## Exercise directions:
Nothing in the data may be altered, so output all of it exactly.

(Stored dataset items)
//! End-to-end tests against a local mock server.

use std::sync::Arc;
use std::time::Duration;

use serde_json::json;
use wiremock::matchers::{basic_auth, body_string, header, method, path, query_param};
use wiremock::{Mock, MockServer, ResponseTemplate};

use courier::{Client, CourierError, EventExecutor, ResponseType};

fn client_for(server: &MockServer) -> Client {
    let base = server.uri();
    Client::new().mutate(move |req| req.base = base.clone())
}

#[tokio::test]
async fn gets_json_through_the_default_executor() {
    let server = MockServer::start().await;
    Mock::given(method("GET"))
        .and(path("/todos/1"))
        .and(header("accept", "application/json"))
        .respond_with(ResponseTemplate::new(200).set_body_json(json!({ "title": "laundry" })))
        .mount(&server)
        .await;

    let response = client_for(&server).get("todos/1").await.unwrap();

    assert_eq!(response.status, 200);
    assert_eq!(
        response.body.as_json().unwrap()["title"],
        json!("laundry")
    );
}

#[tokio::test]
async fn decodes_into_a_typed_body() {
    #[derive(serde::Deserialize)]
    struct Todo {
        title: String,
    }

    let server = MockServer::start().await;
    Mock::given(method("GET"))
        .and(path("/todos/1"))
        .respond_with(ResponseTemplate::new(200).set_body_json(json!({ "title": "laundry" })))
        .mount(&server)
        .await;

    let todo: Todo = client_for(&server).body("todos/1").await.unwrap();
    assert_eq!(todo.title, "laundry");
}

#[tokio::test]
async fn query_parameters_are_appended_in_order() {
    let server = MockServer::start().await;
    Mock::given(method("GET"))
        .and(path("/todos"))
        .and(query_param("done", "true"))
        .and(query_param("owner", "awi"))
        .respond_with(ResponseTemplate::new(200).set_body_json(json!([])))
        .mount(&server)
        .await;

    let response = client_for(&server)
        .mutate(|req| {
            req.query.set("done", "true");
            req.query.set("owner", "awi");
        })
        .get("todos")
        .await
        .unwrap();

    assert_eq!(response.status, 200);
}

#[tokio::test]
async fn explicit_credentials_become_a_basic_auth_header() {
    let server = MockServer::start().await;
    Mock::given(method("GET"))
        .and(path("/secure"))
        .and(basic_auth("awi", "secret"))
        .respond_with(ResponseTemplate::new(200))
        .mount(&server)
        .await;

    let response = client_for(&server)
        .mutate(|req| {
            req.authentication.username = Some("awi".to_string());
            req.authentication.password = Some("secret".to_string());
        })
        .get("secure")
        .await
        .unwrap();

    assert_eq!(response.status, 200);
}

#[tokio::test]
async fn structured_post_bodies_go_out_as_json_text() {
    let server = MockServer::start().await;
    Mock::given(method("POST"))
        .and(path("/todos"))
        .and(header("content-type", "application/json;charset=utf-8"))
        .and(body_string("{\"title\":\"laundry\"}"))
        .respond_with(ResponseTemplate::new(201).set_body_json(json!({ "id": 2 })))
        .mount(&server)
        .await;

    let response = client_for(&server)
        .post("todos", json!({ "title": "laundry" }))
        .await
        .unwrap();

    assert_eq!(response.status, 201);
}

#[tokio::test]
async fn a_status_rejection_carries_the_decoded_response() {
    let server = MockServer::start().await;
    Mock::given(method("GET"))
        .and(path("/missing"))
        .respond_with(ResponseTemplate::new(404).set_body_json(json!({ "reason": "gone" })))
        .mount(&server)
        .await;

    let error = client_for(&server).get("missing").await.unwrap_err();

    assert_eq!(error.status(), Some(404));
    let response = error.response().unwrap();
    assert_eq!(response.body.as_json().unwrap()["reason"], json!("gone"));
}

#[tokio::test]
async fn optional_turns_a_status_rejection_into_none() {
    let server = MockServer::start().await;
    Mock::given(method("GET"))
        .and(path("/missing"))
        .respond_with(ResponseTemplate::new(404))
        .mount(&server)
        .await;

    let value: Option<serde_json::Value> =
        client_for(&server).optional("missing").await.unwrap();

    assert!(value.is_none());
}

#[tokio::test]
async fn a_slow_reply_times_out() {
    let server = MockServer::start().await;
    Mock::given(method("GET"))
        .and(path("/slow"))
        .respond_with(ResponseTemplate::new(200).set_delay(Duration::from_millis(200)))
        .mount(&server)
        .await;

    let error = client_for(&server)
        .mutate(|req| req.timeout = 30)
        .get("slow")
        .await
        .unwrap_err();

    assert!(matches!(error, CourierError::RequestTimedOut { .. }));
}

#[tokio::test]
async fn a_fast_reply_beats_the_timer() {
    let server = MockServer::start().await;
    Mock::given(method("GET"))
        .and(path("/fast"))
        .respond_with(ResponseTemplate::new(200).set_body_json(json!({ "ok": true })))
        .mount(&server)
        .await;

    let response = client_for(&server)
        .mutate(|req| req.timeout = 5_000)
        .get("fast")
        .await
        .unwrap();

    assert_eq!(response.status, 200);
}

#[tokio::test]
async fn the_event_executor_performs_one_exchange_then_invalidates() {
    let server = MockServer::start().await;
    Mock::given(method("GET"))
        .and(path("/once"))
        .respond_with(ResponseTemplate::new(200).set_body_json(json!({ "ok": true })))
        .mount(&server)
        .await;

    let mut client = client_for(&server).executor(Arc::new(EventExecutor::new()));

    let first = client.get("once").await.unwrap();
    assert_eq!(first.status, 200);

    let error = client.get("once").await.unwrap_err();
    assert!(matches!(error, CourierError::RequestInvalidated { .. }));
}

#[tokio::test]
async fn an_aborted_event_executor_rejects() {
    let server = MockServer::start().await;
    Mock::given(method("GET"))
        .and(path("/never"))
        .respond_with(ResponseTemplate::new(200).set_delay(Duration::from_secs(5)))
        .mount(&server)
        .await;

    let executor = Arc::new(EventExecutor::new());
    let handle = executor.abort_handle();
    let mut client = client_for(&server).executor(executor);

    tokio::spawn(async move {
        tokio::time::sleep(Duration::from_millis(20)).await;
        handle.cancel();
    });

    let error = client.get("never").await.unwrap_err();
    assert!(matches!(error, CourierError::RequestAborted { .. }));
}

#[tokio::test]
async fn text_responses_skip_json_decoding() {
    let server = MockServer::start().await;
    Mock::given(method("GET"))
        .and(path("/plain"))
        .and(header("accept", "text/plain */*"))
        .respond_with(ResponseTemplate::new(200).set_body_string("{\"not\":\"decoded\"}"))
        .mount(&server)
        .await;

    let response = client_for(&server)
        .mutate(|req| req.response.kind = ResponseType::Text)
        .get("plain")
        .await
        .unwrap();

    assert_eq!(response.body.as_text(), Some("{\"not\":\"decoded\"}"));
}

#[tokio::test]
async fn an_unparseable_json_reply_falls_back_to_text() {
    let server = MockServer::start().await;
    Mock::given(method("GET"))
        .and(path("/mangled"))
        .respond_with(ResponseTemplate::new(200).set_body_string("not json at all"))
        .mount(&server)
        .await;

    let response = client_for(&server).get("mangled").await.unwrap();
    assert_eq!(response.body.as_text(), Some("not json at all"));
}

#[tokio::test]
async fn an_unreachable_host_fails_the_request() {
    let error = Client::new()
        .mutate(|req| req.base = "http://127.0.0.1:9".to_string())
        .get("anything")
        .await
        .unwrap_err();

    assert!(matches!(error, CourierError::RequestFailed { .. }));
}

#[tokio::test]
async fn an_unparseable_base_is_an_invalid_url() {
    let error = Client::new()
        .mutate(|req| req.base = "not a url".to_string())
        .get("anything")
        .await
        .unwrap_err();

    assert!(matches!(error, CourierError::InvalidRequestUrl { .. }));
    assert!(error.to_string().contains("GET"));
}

## Answer for this exercise:
//! End-to-end tests against a local mock server.

use std::sync::Arc;
use std::time::Duration;

use serde_json::json;
use wiremock::matchers::{basic_auth, body_string, header, method, path, query_param};
use wiremock::{Mock, MockServer, ResponseTemplate};

use courier::{Client, CourierError, EventExecutor, ResponseType};

fn client_for(server: &MockServer) -> Client {
    let base = server.uri();
    Client::new().mutate(move |req| req.base = base.clone())
}

#[tokio::test]
async fn gets_json_through_the_default_executor() {
    let server = MockServer::start().await;
    Mock::given(method("GET"))
        .and(path("/todos/1"))
        .and(header("accept", "application/json"))
        .respond_with(ResponseTemplate::new(200).set_body_json(json!({ "title": "laundry" })))
        .mount(&server)
        .await;

    let response = client_for(&server).get("todos/1").await.unwrap();

    assert_eq!(response.status, 200);
    assert_eq!(
        response.body.as_json().unwrap()["title"],
        json!("laundry")
    );
}

#[tokio::test]
async fn decodes_into_a_typed_body() {
    #[derive(serde::Deserialize)]
    struct Todo {
        title: String,
    }

    let server = MockServer::start().await;
    Mock::given(method("GET"))
        .and(path("/todos/1"))
        .respond_with(ResponseTemplate::new(200).set_body_json(json!({ "title": "laundry" })))
        .mount(&server)
        .await;

    let todo: Todo = client_for(&server).body("todos/1").await.unwrap();
    assert_eq!(todo.title, "laundry");
}

#[tokio::test]
async fn query_parameters_are_appended_in_order() {
    let server = MockServer::start().await;
    Mock::given(method("GET"))
        .and(path("/todos"))
        .and(query_param("done", "true"))
        .and(query_param("owner", "awi"))
        .respond_with(ResponseTemplate::new(200).set_body_json(json!([])))
        .mount(&server)
        .await;

    let response = client_for(&server)
        .mutate(|req| {
            req.query.set("done", "true");
            req.query.set("owner", "awi");
        })
        .get("todos")
        .await
        .unwrap();

    assert_eq!(response.status, 200);
}

#[tokio::test]
async fn explicit_credentials_become_a_basic_auth_header() {
    let server = MockServer::start().await;
    Mock::given(method("GET"))
        .and(path("/secure"))
        .and(basic_auth("awi", "secret"))
        .respond_with(ResponseTemplate::new(200))
        .mount(&server)
        .await;

    let response = client_for(&server)
        .mutate(|req| {
            req.authentication.username = Some("awi".to_string());
            req.authentication.password = Some("secret".to_string());
        })
        .get("secure")
        .await
        .unwrap();

    assert_eq!(response.status, 200);
}

#[tokio::test]
async fn structured_post_bodies_go_out_as_json_text() {
    let server = MockServer::start().await;
    Mock::given(method("POST"))
        .and(path("/todos"))
        .and(header("content-type", "application/json;charset=utf-8"))
        .and(body_string("{\"title\":\"laundry\"}"))
        .respond_with(ResponseTemplate::new(201).set_body_json(json!({ "id": 2 })))
        .mount(&server)
        .await;

    let response = client_for(&server)
        .post("todos", json!({ "title": "laundry" }))
        .await
        .unwrap();

    assert_eq!(response.status, 201);
}

#[tokio::test]
async fn a_status_rejection_carries_the_decoded_response() {
    let server = MockServer::start().await;
    Mock::given(method("GET"))
        .and(path("/missing"))
        .respond_with(ResponseTemplate::new(404).set_body_json(json!({ "reason": "gone" })))
        .mount(&server)
        .await;

    let error = client_for(&server).get("missing").await.unwrap_err();

    assert_eq!(error.status(), Some(404));
    let response = error.response().unwrap();
    assert_eq!(response.body.as_json().unwrap()["reason"], json!("gone"));
}

#[tokio::test]
async fn optional_turns_a_status_rejection_into_none() {
    let server = MockServer::start().await;
    Mock::given(method("GET"))
        .and(path("/missing"))
        .respond_with(ResponseTemplate::new(404))
        .mount(&server)
        .await;

    let value: Option<serde_json::Value> =
        client_for(&server).optional("missing").await.unwrap();

    assert!(value.is_none());
}

#[tokio::test]
async fn a_slow_reply_times_out() {
    let server = MockServer::start().await;
    Mock::given(method("GET"))
        .and(path("/slow"))
        .respond_with(ResponseTemplate::new(200).set_delay(Duration::from_millis(200)))
        .mount(&server)
        .await;

    let error = client_for(&server)
        .mutate(|req| req.timeout = 30)
        .get("slow")
        .await
        .unwrap_err();

    assert!(matches!(error, CourierError::RequestTimedOut { .. }));
}

#[tokio::test]
async fn a_fast_reply_beats_the_timer() {
    let server = MockServer::start().await;
    Mock::given(method("GET"))
        .and(path("/fast"))
        .respond_with(ResponseTemplate::new(200).set_body_json(json!({ "ok": true })))
        .mount(&server)
        .await;

    let response = client_for(&server)
        .mutate(|req| req.timeout = 5_000)
        .get("fast")
        .await
        .unwrap();

    assert_eq!(response.status, 200);
}

#[tokio::test]
async fn the_event_executor_performs_one_exchange_then_invalidates() {
    let server = MockServer::start().await;
    Mock::given(method("GET"))
        .and(path("/once"))
        .respond_with(ResponseTemplate::new(200).set_body_json(json!({ "ok": true })))
        .mount(&server)
        .await;

    let mut client = client_for(&server).executor(Arc::new(EventExecutor::new()));

    let first = client.get("once").await.unwrap();
    assert_eq!(first.status, 200);

    let error = client.get("once").await.unwrap_err();
    assert!(matches!(error, CourierError::RequestInvalidated { .. }));
}

#[tokio::test]
async fn an_aborted_event_executor_rejects() {
    let server = MockServer::start().await;
    Mock::given(method("GET"))
        .and(path("/never"))
        .respond_with(ResponseTemplate::new(200).set_delay(Duration::from_secs(5)))
        .mount(&server)
        .await;

    let executor = Arc::new(EventExecutor::new());
    let handle = executor.abort_handle();
    let mut client = client_for(&server).executor(executor);

    tokio::spawn(async move {
        tokio::time::sleep(Duration::from_millis(20)).await;
        handle.cancel();
    });

    let error = client.get("never").await.unwrap_err();
    assert!(matches!(error, CourierError::RequestAborted { .. }));
}

#[tokio::test]
async fn text_responses_skip_json_decoding() {
    let server = MockServer::start().await;
    Mock::given(method("GET"))
        .and(path("/plain"))
        .and(header("accept", "text/plain */*"))
        .respond_with(ResponseTemplate::new(200).set_body_string("{\"not\":\"decoded\"}"))
        .mount(&server)
        .await;

    let response = client_for(&server)
        .mutate(|req| req.response.kind = ResponseType::Text)
        .get("plain")
        .await
        .unwrap();

    assert_eq!(response.body.as_text(), Some("{\"not\":\"decoded\"}"));
}

#[tokio::test]
async fn an_unparseable_json_reply_falls_back_to_text() {
    let server = MockServer::start().await;
    Mock::given(method("GET"))
        .and(path("/mangled"))
        .respond_with(ResponseTemplate::new(200).set_body_string("not json at all"))
        .mount(&server)
        .await;

    let response = client_for(&server).get("mangled").await.unwrap();
    assert_eq!(response.body.as_text(), Some("not json at all"));
}

#[tokio::test]
async fn an_unreachable_host_fails_the_request() {
    let error = Client::new()
        .mutate(|req| req.base = "http://127.0.0.1:9".to_string())
        .get("anything")
        .await
        .unwrap_err();

    assert!(matches!(error, CourierError::RequestFailed { .. }));
}

#[tokio::test]
async fn an_unparseable_base_is_an_invalid_url() {
    let error = Client::new()
        .mutate(|req| req.base = "not a url".to_string())
        .get("anything")
        .await
        .unwrap_err();

    assert!(matches!(error, CourierError::InvalidRequestUrl { .. }));
    assert!(error.to_string().contains("GET"));
}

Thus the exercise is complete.